▸ WORK ITEM
Each line from the start of the entries through the line that contains "and finally collision" should be output exactly, please.

▸ SUPPLIED MATERIAL
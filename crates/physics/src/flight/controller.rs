//! Per-tick flight driver.
//!
//! Composes the whole frame in a fixed phase order: clamp dt, zero the
//! accumulator, gravity, move-intent correction, canopy deployment, the
//! aerodynamic force model, semi-implicit Euler integration, the numeric
//! validity check, the horizontal speed clamp, and finally collision
//! resolution. Nothing here reaches into ambient state: body and canopy
//! are passed in by the caller, and every abnormal condition comes back
//! out as plain data.

use glam::Vec3;

use crate::collision::{CollisionOutcome, CollisionWorld};
use crate::random::SeededRandom;

use super::canopy::{CanopyEvent, CanopyState};
use super::config::FlightConfig;
use super::forces::apply_aero_forces;
use super::state::{FlightCommand, FlightFlags, FlightState};

/// Everything one tick reports back to the surrounding system.
///
/// Transient per-tick data; the presentation layer consumes it and drops it.
#[derive(Debug, Clone, Copy)]
pub struct TickOutcome {
    /// Collision result, including landings and lethal impacts.
    pub collision: CollisionOutcome,

    /// Canopy open/close edge, if one fired this tick. Consumers that show
    /// or hide the chute react to this rather than polling the fraction.
    pub canopy_event: Option<CanopyEvent>,

    /// Steering response in [-1, 1] for the banking animation.
    pub steer_response: f32,

    /// Whether the numeric-safety reset fired this tick.
    pub safety_reset: bool,
}

impl TickOutcome {
    fn idle(position: Vec3) -> Self {
        Self {
            collision: CollisionOutcome::no_hit(position),
            canopy_event: None,
            steer_response: 0.0,
            safety_reset: false,
        }
    }
}

/// Drives the flight physics one tick at a time.
#[derive(Debug, Clone)]
pub struct FlightController {
    /// Tuning constants. Public so an external panel can rewrite fields
    /// between ticks; values are only read while a tick runs.
    pub config: FlightConfig,

    turbulence: SeededRandom,
}

impl FlightController {
    /// Default turbulence seed for sessions that don't care about replay.
    pub const DEFAULT_SEED: u32 = 0x5EED;

    /// Create a controller with the given configuration.
    pub fn new(config: FlightConfig) -> Self {
        Self::with_seed(config, Self::DEFAULT_SEED)
    }

    /// Create a controller with an explicit turbulence seed.
    ///
    /// Two controllers with equal seeds, configs, and inputs produce
    /// identical trajectories.
    pub fn with_seed(config: FlightConfig, seed: u32) -> Self {
        Self {
            config,
            turbulence: SeededRandom::new(seed),
        }
    }

    /// Advance the flight by one tick.
    ///
    /// Mutates `state` and `canopy` in place and reports the tick's events.
    /// While vehicle-attached, physics is bypassed entirely: acceleration
    /// and velocity are zeroed and the body stays wherever the vehicle
    /// collaborator pinned it.
    pub fn update(
        &mut self,
        state: &mut FlightState,
        canopy: &mut CanopyState,
        command: &FlightCommand,
        world: &CollisionWorld,
        delta_time: f32,
    ) -> TickOutcome {
        // Clamp against frame hitches; a stalled frame integrates at most
        // this much wall-clock time.
        let dt = delta_time.min(self.config.max_delta_time);

        if command.reset {
            self.full_reset(state, canopy);
        }

        if state.flags.in_vehicle() {
            state.acceleration = Vec3::ZERO;
            state.velocity = Vec3::ZERO;
            return TickOutcome::idle(state.position);
        }

        state.acceleration = Vec3::ZERO;
        state.acceleration.y -= self.config.gravity;

        // Horizontal move intent: steer toward the desired input velocity,
        // with the correction capped so it can't yank the body around.
        let desired = command.move_dir
            * self
                .config
                .desired_move_speed(canopy.is_open(), command.sprint);
        let horizontal_velocity = Vec3::new(state.velocity.x, 0.0, state.velocity.z);
        state.acceleration +=
            (desired - horizontal_velocity).clamp_length_max(self.config.move_accel_limit);

        if command.jump && state.flags.on_ground() && state.jump_count < self.config.max_jumps {
            state.velocity.y = self.config.jump_velocity;
            state.flags.set(FlightFlags::ON_GROUND, false);
            state.jump_count += 1;
        }

        // Manual canopy toggle only counts mid-air while descending.
        if command.toggle_canopy && !state.flags.on_ground() && state.velocity.y < -1.0 {
            canopy.toggle();
        }

        state.wind_timer += dt;
        let wind_field = self.config.wind_field();
        let wind = wind_field.sample(state.wind_timer);
        let air_density = wind_field.air_density(state.position.y);

        let canopy_event = canopy.step(&self.config, state.velocity.y, state.position.y, dt);

        let steer_response = apply_aero_forces(
            state,
            canopy,
            command,
            &wind,
            air_density,
            &self.config,
            &mut self.turbulence,
        );

        // Semi-implicit Euler: velocity first, then position with the new
        // velocity.
        state.velocity += state.acceleration * dt;
        state.position += state.velocity * dt;

        // Defensive floor, not normal physics: a non-finite body is put
        // back at the launch point rather than propagated.
        let mut safety_reset = false;
        if !state.is_numerically_valid() {
            log::warn!(
                "non-finite body state detected (pos {:?}, vel {:?}); resetting to launch",
                state.position,
                state.velocity
            );
            state.reset_kinematics();
            safety_reset = true;
        }

        let cap = self
            .config
            .max_horizontal_speed(canopy.is_open(), command.sprint);
        let horizontal_speed = state.horizontal_speed();
        if horizontal_speed > cap {
            let scale = cap / horizontal_speed;
            state.velocity.x *= scale;
            state.velocity.z *= scale;
        }

        let collision = world.resolve(state, self.config.lethal_impact_speed);
        if collision.grounded {
            state.jump_count = 0;
            // Landing force-closes the canopy.
            canopy.force_close();
        }
        // Keep the body above the plane no matter what the resolver did.
        if state.position.y < state.radius {
            state.position.y = state.radius;
        }

        TickOutcome {
            collision,
            canopy_event,
            steer_response,
            safety_reset,
        }
    }

    /// Explicit full reset: launch kinematics, stowed canopy, death flag
    /// cleared. Distinct from the numeric-safety reset, which restores
    /// kinematics only.
    fn full_reset(&self, state: &mut FlightState, canopy: &mut CanopyState) {
        state.reset_kinematics();
        state.jump_count = 0;
        state.flags.set(FlightFlags::ON_GROUND, false);
        state.flags.set(FlightFlags::DEAD, false);
        canopy.reset();
    }
}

▸ OUTPUT FOR THIS TASK
filename crates/physics/src/flight/controller.rs
//! Per-tick flight driver.
//!
//! Composes the whole frame in a fixed phase order: clamp dt, zero the
//! accumulator, gravity, move-intent correction, canopy deployment, the
//! aerodynamic force model, semi-implicit Euler integration, the numeric
//! validity check, the horizontal speed clamp, and finally collision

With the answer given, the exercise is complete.